Collected data
==*==
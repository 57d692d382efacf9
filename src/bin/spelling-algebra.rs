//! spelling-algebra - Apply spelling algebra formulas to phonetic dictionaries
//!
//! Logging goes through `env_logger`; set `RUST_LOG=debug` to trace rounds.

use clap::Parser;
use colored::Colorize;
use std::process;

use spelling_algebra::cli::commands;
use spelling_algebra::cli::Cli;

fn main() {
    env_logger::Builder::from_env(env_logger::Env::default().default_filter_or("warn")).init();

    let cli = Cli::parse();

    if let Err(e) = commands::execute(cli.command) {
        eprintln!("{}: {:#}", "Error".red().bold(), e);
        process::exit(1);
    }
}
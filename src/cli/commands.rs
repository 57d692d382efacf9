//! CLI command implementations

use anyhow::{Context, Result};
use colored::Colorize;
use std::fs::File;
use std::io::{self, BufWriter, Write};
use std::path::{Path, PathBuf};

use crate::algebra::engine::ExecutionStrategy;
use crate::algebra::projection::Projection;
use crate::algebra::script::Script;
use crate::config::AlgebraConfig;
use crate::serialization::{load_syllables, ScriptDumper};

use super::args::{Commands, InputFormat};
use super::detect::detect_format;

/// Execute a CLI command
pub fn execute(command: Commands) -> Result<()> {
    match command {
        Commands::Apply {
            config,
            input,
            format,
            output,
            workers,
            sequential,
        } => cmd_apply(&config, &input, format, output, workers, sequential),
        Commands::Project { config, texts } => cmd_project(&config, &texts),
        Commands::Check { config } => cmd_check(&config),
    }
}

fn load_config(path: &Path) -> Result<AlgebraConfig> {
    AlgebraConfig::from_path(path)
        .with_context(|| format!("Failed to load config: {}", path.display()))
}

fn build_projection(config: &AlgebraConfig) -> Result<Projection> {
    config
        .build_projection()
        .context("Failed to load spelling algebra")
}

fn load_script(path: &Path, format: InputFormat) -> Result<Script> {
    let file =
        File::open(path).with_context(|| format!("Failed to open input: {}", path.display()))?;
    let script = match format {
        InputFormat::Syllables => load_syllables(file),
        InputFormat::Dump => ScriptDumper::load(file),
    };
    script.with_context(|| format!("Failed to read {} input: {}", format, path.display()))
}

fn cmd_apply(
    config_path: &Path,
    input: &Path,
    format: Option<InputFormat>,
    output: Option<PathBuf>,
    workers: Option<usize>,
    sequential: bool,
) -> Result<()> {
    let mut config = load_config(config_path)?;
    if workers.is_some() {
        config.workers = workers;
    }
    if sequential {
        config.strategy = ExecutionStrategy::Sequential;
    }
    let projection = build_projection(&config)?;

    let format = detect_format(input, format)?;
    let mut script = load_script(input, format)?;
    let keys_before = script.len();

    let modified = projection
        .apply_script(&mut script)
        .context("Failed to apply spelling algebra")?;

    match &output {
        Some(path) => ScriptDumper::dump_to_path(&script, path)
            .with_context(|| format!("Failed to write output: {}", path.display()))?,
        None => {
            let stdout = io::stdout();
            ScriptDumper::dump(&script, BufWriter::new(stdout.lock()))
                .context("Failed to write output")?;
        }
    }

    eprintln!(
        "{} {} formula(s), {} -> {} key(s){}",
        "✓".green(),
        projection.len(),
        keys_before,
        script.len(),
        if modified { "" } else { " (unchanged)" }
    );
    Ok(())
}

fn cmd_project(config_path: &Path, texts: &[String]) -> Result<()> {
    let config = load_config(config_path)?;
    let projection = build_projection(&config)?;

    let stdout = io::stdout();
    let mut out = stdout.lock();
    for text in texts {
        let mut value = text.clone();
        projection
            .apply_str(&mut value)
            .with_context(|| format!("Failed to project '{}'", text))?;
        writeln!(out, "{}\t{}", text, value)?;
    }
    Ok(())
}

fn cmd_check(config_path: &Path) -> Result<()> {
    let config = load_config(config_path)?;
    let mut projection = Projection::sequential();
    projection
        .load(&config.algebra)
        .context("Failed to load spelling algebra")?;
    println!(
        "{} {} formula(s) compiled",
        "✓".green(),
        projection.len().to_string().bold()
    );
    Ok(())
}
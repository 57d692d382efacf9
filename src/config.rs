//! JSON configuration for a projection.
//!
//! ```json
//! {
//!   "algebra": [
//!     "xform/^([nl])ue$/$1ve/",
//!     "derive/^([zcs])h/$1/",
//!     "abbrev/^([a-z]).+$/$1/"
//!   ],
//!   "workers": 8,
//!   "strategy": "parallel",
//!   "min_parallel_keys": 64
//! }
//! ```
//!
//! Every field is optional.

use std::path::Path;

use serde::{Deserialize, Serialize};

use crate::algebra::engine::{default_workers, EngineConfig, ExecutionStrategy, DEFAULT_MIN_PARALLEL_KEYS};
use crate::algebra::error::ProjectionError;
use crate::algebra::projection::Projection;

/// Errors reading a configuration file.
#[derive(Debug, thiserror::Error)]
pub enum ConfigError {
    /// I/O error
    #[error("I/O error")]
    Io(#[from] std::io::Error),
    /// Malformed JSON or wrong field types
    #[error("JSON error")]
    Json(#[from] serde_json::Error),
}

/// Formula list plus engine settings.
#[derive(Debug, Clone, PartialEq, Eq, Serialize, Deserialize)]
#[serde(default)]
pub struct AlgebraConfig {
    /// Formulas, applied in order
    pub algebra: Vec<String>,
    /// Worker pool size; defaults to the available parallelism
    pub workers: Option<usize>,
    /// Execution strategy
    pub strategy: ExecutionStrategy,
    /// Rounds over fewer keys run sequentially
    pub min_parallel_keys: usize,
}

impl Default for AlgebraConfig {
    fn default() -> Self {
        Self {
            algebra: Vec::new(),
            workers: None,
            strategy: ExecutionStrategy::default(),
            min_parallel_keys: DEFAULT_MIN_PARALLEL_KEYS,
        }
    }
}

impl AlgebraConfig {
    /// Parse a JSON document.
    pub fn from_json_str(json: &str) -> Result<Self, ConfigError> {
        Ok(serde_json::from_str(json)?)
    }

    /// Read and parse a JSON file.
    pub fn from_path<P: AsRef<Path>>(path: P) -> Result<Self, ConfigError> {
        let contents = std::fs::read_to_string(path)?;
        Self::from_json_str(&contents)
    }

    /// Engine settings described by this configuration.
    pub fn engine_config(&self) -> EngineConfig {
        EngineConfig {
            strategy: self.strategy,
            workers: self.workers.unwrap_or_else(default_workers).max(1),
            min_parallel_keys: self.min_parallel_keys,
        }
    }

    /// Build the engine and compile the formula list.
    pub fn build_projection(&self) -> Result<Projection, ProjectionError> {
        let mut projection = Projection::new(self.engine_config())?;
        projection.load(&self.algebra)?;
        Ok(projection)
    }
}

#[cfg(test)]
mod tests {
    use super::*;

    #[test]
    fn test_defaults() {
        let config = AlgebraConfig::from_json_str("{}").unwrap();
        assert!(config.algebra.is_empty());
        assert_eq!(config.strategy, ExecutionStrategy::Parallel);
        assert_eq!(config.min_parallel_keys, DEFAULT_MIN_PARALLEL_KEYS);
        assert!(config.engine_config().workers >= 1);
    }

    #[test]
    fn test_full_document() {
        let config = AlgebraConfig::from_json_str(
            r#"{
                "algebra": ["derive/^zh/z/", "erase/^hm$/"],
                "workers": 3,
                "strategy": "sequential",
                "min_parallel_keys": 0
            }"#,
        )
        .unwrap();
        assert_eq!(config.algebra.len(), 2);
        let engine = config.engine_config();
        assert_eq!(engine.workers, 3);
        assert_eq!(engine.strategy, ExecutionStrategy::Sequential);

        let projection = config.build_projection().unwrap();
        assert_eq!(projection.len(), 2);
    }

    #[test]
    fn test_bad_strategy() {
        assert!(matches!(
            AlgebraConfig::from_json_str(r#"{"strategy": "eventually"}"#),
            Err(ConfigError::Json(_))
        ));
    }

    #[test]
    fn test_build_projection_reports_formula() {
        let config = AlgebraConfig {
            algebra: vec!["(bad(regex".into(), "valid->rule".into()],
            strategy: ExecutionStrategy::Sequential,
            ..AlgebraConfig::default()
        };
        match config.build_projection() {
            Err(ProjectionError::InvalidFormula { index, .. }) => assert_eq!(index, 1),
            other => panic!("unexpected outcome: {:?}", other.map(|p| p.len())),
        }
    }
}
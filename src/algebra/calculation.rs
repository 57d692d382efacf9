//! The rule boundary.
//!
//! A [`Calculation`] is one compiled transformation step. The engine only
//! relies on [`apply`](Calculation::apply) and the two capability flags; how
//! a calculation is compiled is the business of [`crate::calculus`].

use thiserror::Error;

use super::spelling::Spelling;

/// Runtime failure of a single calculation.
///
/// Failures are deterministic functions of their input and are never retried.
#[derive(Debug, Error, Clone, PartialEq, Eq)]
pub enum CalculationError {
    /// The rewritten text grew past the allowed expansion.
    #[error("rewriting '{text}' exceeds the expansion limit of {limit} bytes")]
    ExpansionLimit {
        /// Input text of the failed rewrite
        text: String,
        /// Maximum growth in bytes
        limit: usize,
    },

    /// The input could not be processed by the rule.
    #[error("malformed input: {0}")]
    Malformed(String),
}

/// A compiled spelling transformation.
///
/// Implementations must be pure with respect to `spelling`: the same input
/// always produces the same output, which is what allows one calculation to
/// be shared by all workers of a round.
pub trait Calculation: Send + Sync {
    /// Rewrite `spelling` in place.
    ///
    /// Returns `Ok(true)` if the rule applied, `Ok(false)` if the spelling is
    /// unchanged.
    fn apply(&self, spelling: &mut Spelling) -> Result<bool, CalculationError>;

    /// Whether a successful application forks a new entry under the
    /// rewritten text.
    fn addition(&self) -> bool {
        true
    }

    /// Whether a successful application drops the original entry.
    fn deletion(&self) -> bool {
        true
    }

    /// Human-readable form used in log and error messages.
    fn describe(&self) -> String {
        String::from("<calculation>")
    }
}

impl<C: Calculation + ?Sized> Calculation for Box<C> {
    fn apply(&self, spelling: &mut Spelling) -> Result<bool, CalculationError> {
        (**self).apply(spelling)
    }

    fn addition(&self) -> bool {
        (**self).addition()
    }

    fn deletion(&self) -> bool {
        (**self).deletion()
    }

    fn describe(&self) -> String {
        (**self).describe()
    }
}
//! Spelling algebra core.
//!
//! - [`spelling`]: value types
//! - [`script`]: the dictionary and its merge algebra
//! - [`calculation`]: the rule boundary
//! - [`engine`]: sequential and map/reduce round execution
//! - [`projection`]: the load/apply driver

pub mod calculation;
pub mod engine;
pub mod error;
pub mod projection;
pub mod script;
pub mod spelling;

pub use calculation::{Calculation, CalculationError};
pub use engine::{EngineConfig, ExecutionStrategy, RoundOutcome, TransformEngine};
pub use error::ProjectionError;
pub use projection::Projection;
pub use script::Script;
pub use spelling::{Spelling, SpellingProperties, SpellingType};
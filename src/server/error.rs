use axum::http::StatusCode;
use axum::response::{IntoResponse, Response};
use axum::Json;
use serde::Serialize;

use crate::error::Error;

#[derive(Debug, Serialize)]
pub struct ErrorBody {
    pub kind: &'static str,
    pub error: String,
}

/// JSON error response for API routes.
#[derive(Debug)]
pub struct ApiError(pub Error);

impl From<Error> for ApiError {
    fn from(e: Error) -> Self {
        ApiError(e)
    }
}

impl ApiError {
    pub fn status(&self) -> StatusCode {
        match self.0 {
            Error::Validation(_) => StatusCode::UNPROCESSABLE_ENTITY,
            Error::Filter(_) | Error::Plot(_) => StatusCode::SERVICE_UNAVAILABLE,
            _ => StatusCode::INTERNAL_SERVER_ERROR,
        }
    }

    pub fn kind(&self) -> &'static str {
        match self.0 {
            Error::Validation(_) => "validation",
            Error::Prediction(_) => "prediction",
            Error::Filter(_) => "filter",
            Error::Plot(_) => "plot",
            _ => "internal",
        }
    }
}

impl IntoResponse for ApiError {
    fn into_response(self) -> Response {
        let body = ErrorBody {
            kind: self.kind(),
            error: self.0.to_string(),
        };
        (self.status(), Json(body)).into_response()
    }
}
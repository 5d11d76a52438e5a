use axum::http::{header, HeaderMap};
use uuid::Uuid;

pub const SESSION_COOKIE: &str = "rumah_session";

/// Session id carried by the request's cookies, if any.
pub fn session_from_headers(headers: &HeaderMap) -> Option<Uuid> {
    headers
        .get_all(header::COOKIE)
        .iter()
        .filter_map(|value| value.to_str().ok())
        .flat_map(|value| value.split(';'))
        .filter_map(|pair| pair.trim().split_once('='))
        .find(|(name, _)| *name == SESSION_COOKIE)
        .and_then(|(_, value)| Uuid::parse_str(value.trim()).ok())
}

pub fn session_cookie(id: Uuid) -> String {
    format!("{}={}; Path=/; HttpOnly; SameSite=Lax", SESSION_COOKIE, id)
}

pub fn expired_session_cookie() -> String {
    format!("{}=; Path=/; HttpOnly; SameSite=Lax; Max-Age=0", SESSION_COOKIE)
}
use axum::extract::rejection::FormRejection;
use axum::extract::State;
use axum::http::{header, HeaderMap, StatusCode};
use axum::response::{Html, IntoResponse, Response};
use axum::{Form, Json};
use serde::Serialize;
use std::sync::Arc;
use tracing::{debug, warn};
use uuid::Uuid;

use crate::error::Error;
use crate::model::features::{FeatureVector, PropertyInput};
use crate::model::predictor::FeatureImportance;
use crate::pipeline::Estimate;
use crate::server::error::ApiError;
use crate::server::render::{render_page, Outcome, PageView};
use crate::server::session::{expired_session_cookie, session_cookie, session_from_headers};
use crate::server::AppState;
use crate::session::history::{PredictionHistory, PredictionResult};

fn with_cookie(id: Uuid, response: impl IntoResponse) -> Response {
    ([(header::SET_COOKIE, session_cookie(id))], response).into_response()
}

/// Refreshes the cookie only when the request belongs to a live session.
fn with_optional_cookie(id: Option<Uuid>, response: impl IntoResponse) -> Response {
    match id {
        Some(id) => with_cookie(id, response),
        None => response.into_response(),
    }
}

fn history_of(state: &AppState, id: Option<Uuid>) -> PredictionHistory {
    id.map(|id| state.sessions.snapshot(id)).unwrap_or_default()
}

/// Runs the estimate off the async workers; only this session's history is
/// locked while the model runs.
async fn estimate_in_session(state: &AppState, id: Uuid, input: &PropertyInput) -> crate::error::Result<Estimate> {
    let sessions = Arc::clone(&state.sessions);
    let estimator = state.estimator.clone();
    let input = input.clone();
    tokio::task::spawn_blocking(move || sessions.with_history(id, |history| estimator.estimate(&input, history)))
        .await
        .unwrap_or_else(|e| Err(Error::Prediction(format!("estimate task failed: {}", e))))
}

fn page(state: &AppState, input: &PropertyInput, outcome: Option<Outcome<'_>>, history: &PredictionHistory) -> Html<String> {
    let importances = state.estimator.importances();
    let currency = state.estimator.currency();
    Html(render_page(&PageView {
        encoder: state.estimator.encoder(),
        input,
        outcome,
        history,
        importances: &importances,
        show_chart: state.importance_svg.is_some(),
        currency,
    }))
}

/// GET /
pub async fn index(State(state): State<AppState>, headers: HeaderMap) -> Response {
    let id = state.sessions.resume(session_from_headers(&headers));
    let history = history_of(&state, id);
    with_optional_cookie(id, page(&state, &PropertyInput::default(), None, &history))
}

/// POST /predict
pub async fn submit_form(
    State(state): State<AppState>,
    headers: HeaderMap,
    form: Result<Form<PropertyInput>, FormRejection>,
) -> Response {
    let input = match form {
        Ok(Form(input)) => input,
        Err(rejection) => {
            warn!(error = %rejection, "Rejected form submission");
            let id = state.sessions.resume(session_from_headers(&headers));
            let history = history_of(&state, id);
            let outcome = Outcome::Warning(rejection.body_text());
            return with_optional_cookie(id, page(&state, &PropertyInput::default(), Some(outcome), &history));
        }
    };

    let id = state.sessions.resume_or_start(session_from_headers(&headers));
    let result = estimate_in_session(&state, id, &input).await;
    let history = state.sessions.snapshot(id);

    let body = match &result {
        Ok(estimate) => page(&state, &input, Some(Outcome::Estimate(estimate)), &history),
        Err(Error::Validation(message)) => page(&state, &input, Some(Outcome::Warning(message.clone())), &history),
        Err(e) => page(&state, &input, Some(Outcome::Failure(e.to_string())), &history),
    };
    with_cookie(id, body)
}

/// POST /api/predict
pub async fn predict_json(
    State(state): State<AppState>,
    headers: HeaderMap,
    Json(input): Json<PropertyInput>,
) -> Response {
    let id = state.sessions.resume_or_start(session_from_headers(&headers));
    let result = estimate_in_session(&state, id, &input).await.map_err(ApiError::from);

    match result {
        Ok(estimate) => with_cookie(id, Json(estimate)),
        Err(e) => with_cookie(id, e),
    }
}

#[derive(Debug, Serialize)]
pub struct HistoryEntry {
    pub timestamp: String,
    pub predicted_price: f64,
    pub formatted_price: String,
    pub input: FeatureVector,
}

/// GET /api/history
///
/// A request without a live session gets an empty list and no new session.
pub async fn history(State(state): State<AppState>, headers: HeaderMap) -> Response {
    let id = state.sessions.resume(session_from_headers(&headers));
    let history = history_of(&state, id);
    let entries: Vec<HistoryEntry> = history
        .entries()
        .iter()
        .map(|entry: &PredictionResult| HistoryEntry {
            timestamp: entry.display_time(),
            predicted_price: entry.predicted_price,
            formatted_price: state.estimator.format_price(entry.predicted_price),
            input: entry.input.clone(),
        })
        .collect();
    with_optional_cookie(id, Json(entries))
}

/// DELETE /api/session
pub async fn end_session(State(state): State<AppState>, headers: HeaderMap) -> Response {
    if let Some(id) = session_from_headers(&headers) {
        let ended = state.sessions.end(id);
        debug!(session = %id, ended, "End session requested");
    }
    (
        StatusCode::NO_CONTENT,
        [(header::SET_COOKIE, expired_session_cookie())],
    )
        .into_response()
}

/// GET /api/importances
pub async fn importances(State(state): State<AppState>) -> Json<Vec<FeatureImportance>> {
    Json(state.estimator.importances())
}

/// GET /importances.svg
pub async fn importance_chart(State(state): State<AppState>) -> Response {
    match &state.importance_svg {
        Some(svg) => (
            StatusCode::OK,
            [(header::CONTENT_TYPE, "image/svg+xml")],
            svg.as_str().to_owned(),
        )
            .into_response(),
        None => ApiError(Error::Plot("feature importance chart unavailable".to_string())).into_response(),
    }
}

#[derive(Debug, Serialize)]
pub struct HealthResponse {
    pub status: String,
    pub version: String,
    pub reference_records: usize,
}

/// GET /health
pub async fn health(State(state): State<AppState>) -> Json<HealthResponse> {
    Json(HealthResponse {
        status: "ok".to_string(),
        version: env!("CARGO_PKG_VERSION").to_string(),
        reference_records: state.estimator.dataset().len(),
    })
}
==*==
Would you filter the records and copy out each line containing "HistoryEntry"?

#### [RESPONSE]
pub struct HistoryEntry {
    let entries: Vec<HistoryEntry> = history
        .map(|entry: &PredictionResult| HistoryEntry {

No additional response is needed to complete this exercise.